use serde::{Deserialize, Serialize};
use std::fmt;

/// Logical room identifier. Rooms come into existence on first join and
/// disappear with their last participant; the id itself is just a label
/// chosen by clients.
#[derive(Debug, Serialize, Deserialize, Clone, Hash, Eq, PartialEq)]
pub struct RoomId(String);

impl RoomId {
    pub fn new(id: impl Into<String>) -> Self {
        Self(id.into())
    }

    pub fn as_str(&self) -> &str {
        &self.0
    }

    pub fn is_empty(&self) -> bool {
        self.0.is_empty()
    }
}

impl From<&str> for RoomId {
    fn from(s: &str) -> Self {
        Self(s.to_string())
    }
}

impl From<String> for RoomId {
    fn from(s: String) -> Self {
        Self(s)
    }
}

impl fmt::Display for RoomId {
    fn fmt(&self, f: &mut fmt::Formatter<'_>) -> fmt::Result {
        write!(f, "{}", self.0)
    }
}
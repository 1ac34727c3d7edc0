use std::collections::HashMap;
use std::sync::Mutex;
use std::time::{SystemTime, UNIX_EPOCH};
use tracing::{debug, info};
use trellis_core::{ConnectionId, Participant, RoomId};

/// Everything `leave` tells the caller about one room the connection was
/// removed from.
#[derive(Debug, Clone, PartialEq)]
pub struct RoomDeparture {
    pub room: RoomId,
    pub display_name: String,
    pub remaining: Vec<Participant>,
}

/// Authoritative membership table. All reads of "who is in the room" go
/// through here; no other component keeps its own copy.
///
/// The whole map sits behind one mutex: `leave` sweeps every room the
/// connection belongs to and drops emptied rooms in the same step, so
/// per-entry locking would not be enough. No lock is ever held across an
/// await point.
pub struct RoomPresenceRegistry {
    rooms: Mutex<HashMap<RoomId, Vec<Participant>>>,
}

impl RoomPresenceRegistry {
    pub fn new() -> Self {
        Self {
            rooms: Mutex::new(HashMap::new()),
        }
    }

    /// Registers the connection in the room and returns the members that
    /// were already present, computed before insertion. A retried join
    /// with the same (connection, room) pair refreshes the stale entry
    /// and returns nothing, so callers introduce each pair at most once.
    pub fn join(
        &self,
        connection: ConnectionId,
        room: &RoomId,
        display_name: &str,
    ) -> Vec<Participant> {
        let mut rooms = self.rooms.lock().unwrap_or_else(|e| e.into_inner());

        let members = rooms.entry(room.clone()).or_default();
        if let Some(entry) = members.iter_mut().find(|p| p.connection == connection) {
            entry.display_name = display_name.to_string();
            debug!(%connection, %room, "retried join refreshed the existing entry");
            return Vec::new();
        }

        let existing = members.clone();
        members.push(Participant {
            connection,
            display_name: display_name.to_string(),
            joined_at_ms: now_ms(),
        });

        info!(%connection, %room, display_name, "participant joined");
        existing
    }

    /// Removes the connection from every room it belongs to. Rooms whose
    /// member set empties are deleted in the same step.
    pub fn leave(&self, connection: &ConnectionId) -> Vec<RoomDeparture> {
        let mut rooms = self.rooms.lock().unwrap_or_else(|e| e.into_inner());
        let mut affected = Vec::new();

        rooms.retain(|room, members| {
            let Some(pos) = members.iter().position(|p| p.connection == *connection) else {
                return true;
            };
            let removed = members.remove(pos);
            info!(%connection, %room, display_name = removed.display_name, "participant left");
            affected.push(RoomDeparture {
                room: room.clone(),
                display_name: removed.display_name,
                remaining: members.clone(),
            });
            if members.is_empty() {
                debug!(%room, "room emptied, dropping it");
                false
            } else {
                true
            }
        });

        affected
    }

    /// Snapshot of the current members of a room. Empty when the room
    /// does not exist.
    pub fn members(&self, room: &RoomId) -> Vec<Participant> {
        let rooms = self.rooms.lock().unwrap_or_else(|e| e.into_inner());
        rooms.get(room).cloned().unwrap_or_default()
    }

    pub fn room_exists(&self, room: &RoomId) -> bool {
        let rooms = self.rooms.lock().unwrap_or_else(|e| e.into_inner());
        rooms.contains_key(room)
    }

    pub fn room_count(&self) -> usize {
        let rooms = self.rooms.lock().unwrap_or_else(|e| e.into_inner());
        rooms.len()
    }
}

impl Default for RoomPresenceRegistry {
    fn default() -> Self {
        Self::new()
    }
}

fn now_ms() -> u64 {
    SystemTime::now()
        .duration_since(UNIX_EPOCH)
        .map(|d| d.as_millis() as u64)
        .unwrap_or(0)
}
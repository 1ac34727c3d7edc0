use thiserror::Error;

/// Rejection outcomes for malformed input at the relay boundary. Callers
/// log and drop; nothing is reported back to the sender.
#[derive(Debug, Error, Clone, PartialEq, Eq)]
pub enum ValidationError {
    #[error("room id is empty")]
    EmptyRoomId,

    #[error("display name is empty")]
    EmptyDisplayName,

    #[error("message text is empty")]
    EmptyMessageText,
}
use trellis_core::ServerEvent;

use crate::create_dispatcher;
use crate::utils::TestPeer;

#[tokio::test]
async fn test_single_peer_joins_empty_room() {
    let dispatcher = create_dispatcher();

    let mut alice = TestPeer::attach(&dispatcher);
    alice.join(&dispatcher, "lobby", "alice");

    // Nobody was there before her, so nothing is delivered.
    assert!(alice.drain().is_empty());
    assert_eq!(dispatcher.registry().room_count(), 1);
}

#[tokio::test]
async fn test_second_peer_triggers_one_introduction_each_way() {
    let dispatcher = create_dispatcher();

    let mut alice = TestPeer::attach(&dispatcher);
    let mut bob = TestPeer::attach(&dispatcher);

    alice.join(&dispatcher, "lobby", "alice");
    bob.join(&dispatcher, "lobby", "bob");

    // The member already present initiates toward the newcomer.
    let to_alice = alice.peer_joined_events();
    assert_eq!(
        to_alice,
        vec![(bob.connection, "bob".to_string(), true)]
    );

    // The newcomer answers.
    let to_bob = bob.peer_joined_events();
    assert_eq!(
        to_bob,
        vec![(alice.connection, "alice".to_string(), false)]
    );
}

#[tokio::test]
async fn test_join_with_empty_room_id_is_rejected() {
    let dispatcher = create_dispatcher();

    let mut alice = TestPeer::attach(&dispatcher);
    alice.join(&dispatcher, "", "alice");

    assert!(alice.drain().is_empty());
    assert_eq!(dispatcher.registry().room_count(), 0);
}

#[tokio::test]
async fn test_join_with_empty_display_name_is_rejected() {
    let dispatcher = create_dispatcher();

    let mut alice = TestPeer::attach(&dispatcher);
    alice.join(&dispatcher, "lobby", "");

    assert!(alice.drain().is_empty());
    assert_eq!(dispatcher.registry().room_count(), 0);
}

#[tokio::test]
async fn test_duplicate_join_does_not_reintroduce() {
    let dispatcher = create_dispatcher();

    let mut alice = TestPeer::attach(&dispatcher);
    let mut bob = TestPeer::attach(&dispatcher);

    alice.join(&dispatcher, "lobby", "alice");
    bob.join(&dispatcher, "lobby", "bob");
    alice.drain();
    bob.drain();

    // Re-joining refreshes the entry without a second round of
    // peer-joined events for the same pair.
    bob.join(&dispatcher, "lobby", "bob");

    let repeat: Vec<ServerEvent> = alice
        .drain()
        .into_iter()
        .filter(|event| matches!(event, ServerEvent::PeerJoined { .. }))
        .collect();
    assert!(repeat.is_empty());
}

What you will do –
State how many lines in the preceding material contain the word "pair", and give nothing else.

Finished task –
3